Francis Bacon was onto the right idea on that fateful winter night when he decided to stuff a dead chicken with snow: freezing can indeed halt the decay that otherwise quickly turns a fresh corpse into a heap of stinking goo. Mary Shelley was well aware of this when, two hundred years after Bacon’s chilly death, she wrote her short story “Roger Dodsworth: The Reanimated Englishman,” about a man frozen by an avalanche while returning across the Alps to England from Italy in 1654, only to be dug out and revived in 1826. Again presaging modern science fiction by generations, she explains that the ice and snow put him in a state of “suspended animation.” Rumors of such cases were rife in the 1800s—such as folktales from New England of how poor families struggling to feed the household through the harsh winter months would give the grandparents large quantities of homemade liquor, lay them in a coffin and bury them in a snowbank. When spring finally came they would be hauled out, defrosted
and (allegedly) revived—perhaps with the help of a little more moonshine.

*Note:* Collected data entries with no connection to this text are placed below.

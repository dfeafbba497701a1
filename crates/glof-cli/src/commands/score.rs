use crate::cli::ScoreArgs;
use crate::commands::{require_input, CommandContext};
use crate::dry_run::{display_planned_actions, ActionType, PlannedAction};
use crate::layout::PipelineLayout;
use crate::output_types::ScoreOutput;
use anyhow::{Context, Result};
use glof_core::table;
use glof_model::scoring::{score_records, write_scores_csv, write_scores_geojson};
use glof_model::ModelArtifact;
use std::path::Path;

pub fn execute(args: ScoreArgs, ctx: &CommandContext) -> Result<()> {
    let output = &ctx.output;
    let layout = PipelineLayout::new(&args.out_dir);
    let model_path = args.model.clone().unwrap_or_else(|| layout.model());
    let table_path = args.table.clone().unwrap_or_else(|| layout.imputed());
    require_input(&model_path, "train")?;
    require_input(&table_path, "impute")?;

    if ctx.dry_run {
        let actions = vec![
            PlannedAction::read(&model_path),
            PlannedAction::read(&table_path),
            PlannedAction::new(ActionType::RunStage, "Score lakes with the saved model"),
            PlannedAction::write(&layout.risk_csv()),
            PlannedAction::write(&layout.risk_geojson()),
        ];
        return display_planned_actions(output, &actions);
    }

    let result = perform(&model_path, &table_path, &layout)?;
    if output.is_json() {
        return output.result(result);
    }
    output.success(format!("Scored {} lake-years", result.scored));
    if result.skipped > 0 {
        output.warning(format!("{} record(s) skipped for missing features", result.skipped));
    }
    output.artifact("Risk table", &layout.risk_csv());
    output.artifact("Risk map", &layout.risk_geojson());
    Ok(())
}

pub(crate) fn perform(model_path: &Path, table_path: &Path, layout: &PipelineLayout) -> Result<ScoreOutput> {
    let artifact = ModelArtifact::load(model_path)
        .with_context(|| format!("Failed to load model {}", model_path.display()))?;
    let records = table::read_records(table_path)
        .with_context(|| format!("Failed to read {}", table_path.display()))?;

    let report = score_records(&artifact, &records)?;

    layout.ensure()?;
    write_scores_csv(layout.risk_csv(), &report.scores)?;
    write_scores_geojson(layout.risk_geojson(), &report.scores)?;

    Ok(ScoreOutput {
        scored: report.scores.len(),
        skipped: report.skipped,
        csv_path: layout.risk_csv().display().to_string(),
        geojson_path: layout.risk_geojson().display().to_string(),
    })
}
//! Chained-equations imputation of missing feature values.
//!
//! Each partition is imputed on its own: nothing observed in one partition
//! can influence the values filled into another.

use ndarray::{Array1, Array2, Axis};
use rand::rngs::StdRng;
use rand::{Rng, SeedableRng};
use serde::{Deserialize, Serialize};
use tracing::{debug, info};

use glof_core::error::{GlofError, Result};
use glof_core::table::FeatureMatrix;

use crate::linalg::RidgeRegression;

/// Iterative conditional-model imputer
#[derive(Debug, Clone, Copy, PartialEq)]
pub struct MiceImputer {
    pub iterations: usize,
    pub seed: u64,
    /// Ridge penalty of the per-column regressions
    pub ridge: f64,
}

impl Default for MiceImputer {
    fn default() -> Self {
        Self { iterations: 10, seed: 42, ridge: 1e-3 }
    }
}

/// What an imputation run filled
#[derive(Debug, Clone, PartialEq, Serialize, Deserialize)]
pub struct ImputationSummary {
    pub rows: usize,
    pub filled_cells: usize,
    pub iterations: usize,
    pub columns_imputed: Vec<String>,
}

/// Observed state of one column
struct ColumnPlan {
    index: usize,
    missing_rows: Vec<usize>,
    observed_rows: Vec<usize>,
    min: f64,
    max: f64,
}

impl MiceImputer {
    pub fn new(iterations: usize, seed: u64) -> Self {
        Self { iterations, seed, ..Self::default() }
    }

    /// Complete a feature matrix. Observed cells are copied through untouched.
    pub fn impute(&self, matrix: &FeatureMatrix) -> Result<(FeatureMatrix, ImputationSummary)> {
        let n_rows = matrix.n_rows();
        let n_cols = matrix.n_cols();
        let missing = matrix.missing_count();

        if missing == 0 {
            let summary = ImputationSummary {
                rows: n_rows,
                filled_cells: 0,
                iterations: 0,
                columns_imputed: Vec::new(),
            };
            return Ok((matrix.clone(), summary));
        }

        let mut plans = Vec::new();
        for (j, name) in matrix.columns.iter().enumerate() {
            let (observed_rows, missing_rows): (Vec<usize>, Vec<usize>) =
                (0..n_rows).partition(|&i| matrix.values[i][j].is_some());
            if missing_rows.is_empty() {
                continue;
            }
            if observed_rows.is_empty() {
                return Err(GlofError::Imputation {
                    reason: format!("column '{}' has no observed values", name),
                });
            }
            let observed = observed_rows.iter().filter_map(|&i| matrix.values[i][j]);
            let (min, max) = observed.fold((f64::INFINITY, f64::NEG_INFINITY), |(lo, hi), v| {
                (lo.min(v), hi.max(v))
            });
            plans.push(ColumnPlan { index: j, missing_rows, observed_rows, min, max });
        }
        plans.sort_by_key(|plan| plan.missing_rows.len());

        let mut x = initial_fill(matrix)?;
        let mut rng = StdRng::seed_from_u64(self.seed);

        for iteration in 0..self.iterations {
            for plan in &plans {
                let predictors: Vec<usize> = (0..n_cols).filter(|&k| k != plan.index).collect();
                let design = x.select(Axis(1), &predictors);
                let train_x = design.select(Axis(0), &plan.observed_rows);
                let train_y: Array1<f64> =
                    plan.observed_rows.iter().map(|&i| x[[i, plan.index]]).collect();

                let fit = RidgeRegression::fit(train_x.view(), train_y.view(), self.ridge)
                    .ok_or_else(|| GlofError::Imputation {
                        reason: format!(
                            "regression for column '{}' is singular",
                            matrix.columns[plan.index]
                        ),
                    })?;

                for &i in &plan.missing_rows {
                    let draw = fit.predict(design.row(i)) + fit.residual_std * standard_normal(&mut rng);
                    let value = draw.clamp(plan.min, plan.max);
                    if !value.is_finite() {
                        return Err(GlofError::Imputation {
                            reason: format!(
                                "non-finite value drawn for column '{}'",
                                matrix.columns[plan.index]
                            ),
                        });
                    }
                    x[[i, plan.index]] = value;
                }
            }
            debug!(iteration = iteration + 1, columns = plans.len(), "Imputation round complete");
        }

        let values = matrix
            .values
            .iter()
            .enumerate()
            .map(|(i, row)| {
                row.iter().enumerate().map(|(j, v)| Some(v.unwrap_or(x[[i, j]]))).collect()
            })
            .collect();

        let completed = FeatureMatrix { keys: matrix.keys.clone(), columns: matrix.columns.clone(), values };
        let summary = ImputationSummary {
            rows: n_rows,
            filled_cells: missing,
            iterations: self.iterations,
            columns_imputed: plans.iter().map(|p| matrix.columns[p.index].clone()).collect(),
        };
        info!(rows = n_rows, filled = missing, "Imputed partition");
        Ok((completed, summary))
    }

    /// Impute the positive and negative partitions independently.
    ///
    /// The negative partition uses `seed + 1` so the two draws never share a
    /// random stream.
    pub fn impute_partitions(
        &self,
        positive: &FeatureMatrix,
        negative: &FeatureMatrix,
    ) -> Result<PartitionImputation> {
        let (positive, positive_summary) = self.impute(positive)?;
        let negative_imputer = Self { seed: self.seed.wrapping_add(1), ..*self };
        let (negative, negative_summary) = negative_imputer.impute(negative)?;
        Ok(PartitionImputation { positive, negative, positive_summary, negative_summary })
    }
}

/// Completed positive and negative partitions
#[derive(Debug, Clone, PartialEq)]
pub struct PartitionImputation {
    pub positive: FeatureMatrix,
    pub negative: FeatureMatrix,
    pub positive_summary: ImputationSummary,
    pub negative_summary: ImputationSummary,
}

/// Dense matrix with missing cells set to the observed column mean
fn initial_fill(matrix: &FeatureMatrix) -> Result<Array2<f64>> {
    let n_cols = matrix.n_cols();
    let mut sums = vec![0.0; n_cols];
    let mut counts = vec![0usize; n_cols];
    for row in &matrix.values {
        for (j, value) in row.iter().enumerate() {
            if let Some(v) = value {
                sums[j] += v;
                counts[j] += 1;
            }
        }
    }

    let mut x = Array2::zeros((matrix.n_rows(), n_cols));
    for (i, row) in matrix.values.iter().enumerate() {
        if row.len() != n_cols {
            return Err(GlofError::Imputation {
                reason: format!("row {} has {} values, expected {}", i, row.len(), n_cols),
            });
        }
        for (j, value) in row.iter().enumerate() {
            x[[i, j]] = match value {
                Some(v) => *v,
                None if counts[j] > 0 => sums[j] / counts[j] as f64,
                None => 0.0,
            };
        }
    }
    Ok(x)
}

/// Box-Muller draw from N(0, 1)
fn standard_normal<R: Rng>(rng: &mut R) -> f64 {
    let u1: f64 = 1.0 - rng.gen::<f64>();
    let u2: f64 = rng.gen::<f64>();
    (-2.0 * u1.ln()).sqrt() * (2.0 * std::f64::consts::PI * u2).cos()
}

#[cfg(test)]
mod tests {
    use super::*;
    use glof_core::models::RecordKey;

    fn key(i: usize) -> RecordKey {
        RecordKey { lake_id: format!("lake-{}", i), latitude: 28.0, longitude: 86.0, year: 2015 }
    }

    fn matrix(values: Vec<Vec<Option<f64>>>) -> FeatureMatrix {
        FeatureMatrix {
            keys: (0..values.len()).map(key).collect(),
            columns: vec!["a".to_string(), "b".to_string(), "c".to_string()],
            values,
        }
    }

    #[test]
    fn test_complete_table_is_unchanged() {
        let input = matrix(vec![
            vec![Some(1.0), Some(2.0), Some(3.0)],
            vec![Some(4.0), Some(5.0), Some(6.0)],
        ]);
        let (output, summary) = MiceImputer::default().impute(&input).unwrap();
        assert_eq!(output, input);
        assert_eq!(summary.filled_cells, 0);
    }

    #[test]
    fn test_fills_within_observed_range() {
        let input = matrix(vec![
            vec![Some(1.0), Some(10.0), Some(0.0)],
            vec![Some(2.0), None, Some(1.0)],
            vec![Some(3.0), Some(30.0), None],
            vec![Some(4.0), Some(40.0), Some(1.0)],
            vec![None, Some(50.0), Some(0.0)],
        ]);

        let (output, summary) = MiceImputer::new(5, 7).impute(&input).unwrap();

        assert_eq!(output.missing_count(), 0);
        assert_eq!(summary.filled_cells, 3);
        let b = output.values[1][1].unwrap();
        assert!((10.0..=50.0).contains(&b));
        let c = output.values[2][2].unwrap();
        assert!((0.0..=1.0).contains(&c));
        assert_eq!(output.values[0], input.values[0]);
    }

    #[test]
    fn test_same_seed_same_draw() {
        let input = matrix(vec![
            vec![Some(1.0), Some(2.0), None],
            vec![Some(2.0), None, Some(7.0)],
            vec![Some(3.0), Some(6.0), Some(9.0)],
            vec![Some(5.0), Some(8.0), Some(4.0)],
        ]);
        let imputer = MiceImputer::new(3, 11);
        assert_eq!(imputer.impute(&input).unwrap().0, imputer.impute(&input).unwrap().0);
    }

    #[test]
    fn test_column_without_observations_fails() {
        let input = matrix(vec![vec![Some(1.0), None, Some(1.0)], vec![Some(2.0), None, Some(3.0)]]);
        assert!(matches!(
            MiceImputer::default().impute(&input),
            Err(GlofError::Imputation { .. })
        ));
    }
}
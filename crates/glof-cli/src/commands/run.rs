use crate::cli::RunArgs;
use crate::commands::{extract, impute, label, require_input, score, train, CommandContext};
use crate::config_loader::load_config;
use crate::dry_run::{display_planned_actions, ActionType, PlannedAction};
use crate::errors::pending_review;
use crate::layout::PipelineLayout;
use crate::output_types::RunOutput;
use anyhow::{Context, Result};
use glof_core::config::CliConfigOverrides;
use glof_geo::manifest::ExtractionManifest;

pub fn execute(args: RunArgs, ctx: &CommandContext) -> Result<()> {
    let output = &ctx.output;
    let config = load_config(ctx.config_path.as_deref(), CliConfigOverrides::default())?;
    require_input(&args.manifest, "run <manifest.json>")?;
    if let Some(path) = &args.adjudications {
        require_input(path, "run <manifest.json> --adjudications <decisions.csv>")?;
    }
    let manifest = ExtractionManifest::load(&args.manifest)
        .with_context(|| format!("Failed to load manifest {}", args.manifest.display()))?;
    let layout = PipelineLayout::new(&args.out_dir);

    if ctx.dry_run {
        let mut actions = extract::plan(&manifest, &config, &layout);
        actions.push(PlannedAction::new(ActionType::RunStage, "Label records against the catalogue"));
        actions.push(PlannedAction::write(&layout.labelled()));
        actions.push(
            PlannedAction::new(ActionType::RunStage, "Impute each partition")
                .with_detail(format!("Iterations: {}", config.imputation_iterations.value)),
        );
        actions.push(PlannedAction::write(&layout.imputed()));
        actions.push(
            PlannedAction::new(ActionType::RunStage, "Fit and compare classifiers")
                .with_detail(format!("Selection metric: {}", config.selection_metric.value)),
        );
        actions.push(PlannedAction::write(&layout.model()));
        if args.score {
            actions.push(PlannedAction::write(&layout.risk_csv()));
            actions.push(PlannedAction::write(&layout.risk_geojson()));
        }
        return display_planned_actions(output, &actions);
    }

    output.section("Extract");
    let extracted = extract::perform(&manifest, &config, &layout, output)?;
    output.success(format!("{} records for {} lakes", extracted.records, extracted.lakes));

    output.section("Label");
    let labelled = label::perform(
        &layout.features(),
        &manifest.lake_inventory,
        args.adjudications.as_deref(),
        config.match_tolerance_m.value,
        &layout,
    )?;
    output.success(format!(
        "{} positive, {} negative",
        labelled.positives, labelled.negatives
    ));
    if labelled.pending_review > 0 {
        return Err(pending_review(labelled.pending_review, &layout.review()).into());
    }

    output.section("Impute");
    let imputed = impute::perform(&config, &layout)?;
    output.success(format!(
        "Filled {} cell(s)",
        imputed.positive.filled_cells + imputed.negative.filled_cells
    ));

    let trained = train::perform(&layout.imputed(), &config, &layout, output)?;
    train::show(output, &trained);

    let scored = if args.score {
        output.section("Score");
        let scored = score::perform(&layout.model(), &layout.imputed(), &layout)?;
        output.success(format!("Scored {} lake-years", scored.scored));
        Some(scored)
    } else {
        None
    };

    if output.is_json() {
        return output.result(RunOutput {
            extract: extracted,
            label: labelled,
            impute: imputed,
            train: trained,
            score: scored,
        });
    }
    output.info(format!("Pipeline outputs are in {}", layout.root().display()));
    Ok(())
}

Whether modern techno-utopians believe these legends or not, they are convinced there is something in the idea of freezing bodies in order to ward off decay. At temperatures below –276°F, they argue, biological structures could be preserved for hundreds or even thousands of years without decomposing. Cryopreservation (that is, preserving things at extremely low temperatures) is already used for storing small samples of human tissue such as eggs and sperm. So it should be an ideal way of ensuring you are still around when scientists have worked out the finer points of resurrection. The leading prophets of the future scientific utopia are therefore signing up to have themselves supercooled. This is the practice known as
cryonics
, and already there are metal vats in numerous sites around the world containing the bodies of techno-optimists bobbing gently in liquid nitrogen.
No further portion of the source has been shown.